→ Task prompt:
Please copy every line of the data in which the string "TorusPrecision" appears.

[Opening Supplied entries section]

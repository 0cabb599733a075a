mod compile;
mod evaluation;
mod lifecycle;

pub use compile::*;
pub use evaluation::*;
pub use lifecycle::*;

use crate::{Base2K, CircuitFn, Degree, Distribution, Dnum, Integer, Parameters, TorusPrecision, Width};

/// Small, insecure parameters that keep gate bootstrapping fast in tests.
pub(crate) static TEST_PARAMETERS: Parameters = Parameters {
    lwe_dimension: Degree(32),
    noise_precision: TorusPrecision(40),
    sigma: 3.2,
    secret: Distribution::BinaryProb(0.5),
    glwe_degree: Degree(256),
    glwe_noise_precision: TorusPrecision(50),
    glwe_secret: Distribution::BinaryProb(0.5),
    bsk_base2k: Base2K(8),
    bsk_dnum: Dnum(2),
    ksk_base2k: Base2K(4),
    ksk_dnum: Dnum(4),
    max_width: Width(32),
};

/// Running maximum with branch-free selection, starting from zero.
pub(crate) struct SelectMax;

impl CircuitFn for SelectMax {
    fn parameters(&self) -> &[&'static str] {
        &["xs"]
    }

    fn evaluate<T: Integer>(&self, args: &[Vec<T>]) -> T {
        let xs: &[T] = &args[0];
        let mut acc: T = xs[0].constant_like(0);
        for x in xs {
            let c: T = x.is_gt(&acc);
            acc = acc.clone() + c * (x.clone() - acc);
        }
        acc
    }
}

/// `sum(x * y + 3 * x - [x >= y])`.
pub(crate) struct WeightedSum;

impl CircuitFn for WeightedSum {
    fn parameters(&self) -> &[&'static str] {
        &["xs", "ys"]
    }

    fn evaluate<T: Integer>(&self, args: &[Vec<T>]) -> T {
        let (xs, ys) = (&args[0], &args[1]);
        let three: T = xs[0].constant_like(3);
        xs.iter()
            .zip(ys.iter())
            .map(|(x, y)| x.clone() * y.clone() + three.clone() * x.clone() - x.is_ge(y))
            .fold(xs[0].constant_like(0), |acc, t| acc + t)
    }
}

pub(crate) const WEIGHTED_SUM_LEN: usize = 4;
pub(crate) const WEIGHTED_SUM_BOUND: i64 = 20;

/// Samples holding the sign extremes of [WeightedSum].
pub(crate) fn weighted_sum_inputset() -> Vec<Vec<Vec<i64>>> {
    let (n, m) = (WEIGHTED_SUM_LEN, WEIGHTED_SUM_BOUND);
    [(m, m), (-m, m), (m, -m), (-m, -m)]
        .into_iter()
        .map(|(x, y)| vec![vec![x; n], vec![y; n]])
        .collect()
}
//! Ripple-carry integer circuits over two's-complement [LweBit] vectors,
//! least significant bit first. Results are truncated to the operand width.

use crate::{
    backend::lwe::{LweBit, LweEvaluationKey, gates::not},
    trace::CmpOp,
};

pub(crate) fn add(ek: &LweEvaluationKey, x: &[LweBit], y: &[LweBit]) -> Vec<LweBit> {
    add_with_carry(ek, x, y, LweBit::Trivial(false))
}

/// `x - y = x + !y + 1`.
pub(crate) fn sub(ek: &LweEvaluationKey, x: &[LweBit], y: &[LweBit]) -> Vec<LweBit> {
    let not_y: Vec<LweBit> = y.iter().map(not).collect();
    add_with_carry(ek, x, &not_y, LweBit::Trivial(true))
}

pub(crate) fn neg(ek: &LweEvaluationKey, x: &[LweBit]) -> Vec<LweBit> {
    sub(ek, &zeros(x.len()), x)
}

fn add_with_carry(ek: &LweEvaluationKey, x: &[LweBit], y: &[LweBit], mut carry: LweBit) -> Vec<LweBit> {
    debug_assert_eq!(x.len(), y.len());
    let w: usize = x.len();
    let mut res: Vec<LweBit> = Vec::with_capacity(w);
    for i in 0..w {
        let t: LweBit = ek.xor(&x[i], &y[i]);
        res.push(ek.xor(&t, &carry));
        if i + 1 < w {
            carry = ek.maj(&x[i], &y[i], &carry);
        }
    }
    res
}

/// Signed `x < y`.
///
/// Runs the carry chain of `x + !y + 1` over all bits; the sign of the
/// untruncated difference is `x[w-1] ^ !y[w-1] ^ carry`.
pub(crate) fn less_than(ek: &LweEvaluationKey, x: &[LweBit], y: &[LweBit]) -> LweBit {
    debug_assert_eq!(x.len(), y.len());
    let w: usize = x.len();
    let not_y: Vec<LweBit> = y.iter().map(not).collect();
    let mut carry: LweBit = LweBit::Trivial(true);
    for i in 0..w {
        carry = ek.maj(&x[i], &not_y[i], &carry);
    }
    let top: LweBit = ek.xor(&x[w - 1], &not_y[w - 1]);
    ek.xor(&top, &carry)
}

/// `cmp(x, y)` as an integer in `{0, 1}`.
pub(crate) fn compare(ek: &LweEvaluationKey, cmp: CmpOp, x: &[LweBit], y: &[LweBit]) -> Vec<LweBit> {
    let bit: LweBit = match cmp {
        CmpOp::Lt => less_than(ek, x, y),
        CmpOp::Gt => less_than(ek, y, x),
        CmpOp::Ge => not(&less_than(ek, x, y)),
    };
    let mut res: Vec<LweBit> = zeros(x.len());
    res[0] = bit;
    res
}

/// Shift-and-add product. Partial products are taken along the operand with
/// the most public zero bits, which a comparison result has all but one of.
pub(crate) fn mul(ek: &LweEvaluationKey, x: &[LweBit], y: &[LweBit]) -> Vec<LweBit> {
    debug_assert_eq!(x.len(), y.len());
    let (x, y) = if public_zeros(x) > public_zeros(y) { (y, x) } else { (x, y) };
    let w: usize = x.len();
    let mut res: Vec<LweBit> = zeros(w);
    for (j, yj) in y.iter().enumerate() {
        let partial: Vec<LweBit> = match yj {
            LweBit::Trivial(false) => continue,
            LweBit::Trivial(true) => shift_left(x, j, w),
            LweBit::Encrypted(_) => {
                let masked: Vec<LweBit> = x[..w - j].iter().map(|xi| ek.and(xi, yj)).collect();
                shift_left(&masked, j, w)
            }
        };
        res = add(ek, &res, &partial);
    }
    res
}

/// `x * c` for a public `c`, already reduced to the operand width.
pub(crate) fn mul_const(ek: &LweEvaluationKey, x: &[LweBit], c: i64) -> Vec<LweBit> {
    if c < 0 {
        neg(ek, &mul_unsigned_const(ek, x, c.unsigned_abs()))
    } else {
        mul_unsigned_const(ek, x, c as u64)
    }
}

fn mul_unsigned_const(ek: &LweEvaluationKey, x: &[LweBit], c: u64) -> Vec<LweBit> {
    let w: usize = x.len();
    let mut res: Vec<LweBit> = zeros(w);
    for j in 0..w.min(u64::BITS as usize) {
        if (c >> j) & 1 == 1 {
            res = add(ek, &res, &shift_left(x, j, w));
        }
    }
    res
}

/// `x << j` on `w` bits.
fn shift_left(x: &[LweBit], j: usize, w: usize) -> Vec<LweBit> {
    let j: usize = j.min(w);
    let mut res: Vec<LweBit> = zeros(j);
    res.extend(x.iter().take(w - j).cloned());
    res.resize(w, LweBit::Trivial(false));
    res
}

fn zeros(w: usize) -> Vec<LweBit> {
    vec![LweBit::Trivial(false); w]
}

fn public_zeros(x: &[LweBit]) -> usize {
    x.iter().filter(|b| matches!(b, LweBit::Trivial(false))).count()
}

[Closing Supplied entries section]

→ Expected answer:
use crate::{Base2K, CircuitFn, Degree, Distribution, Dnum, Integer, Parameters, TorusPrecision, Width};
    noise_precision: TorusPrecision(40),
    glwe_noise_precision: TorusPrecision(50),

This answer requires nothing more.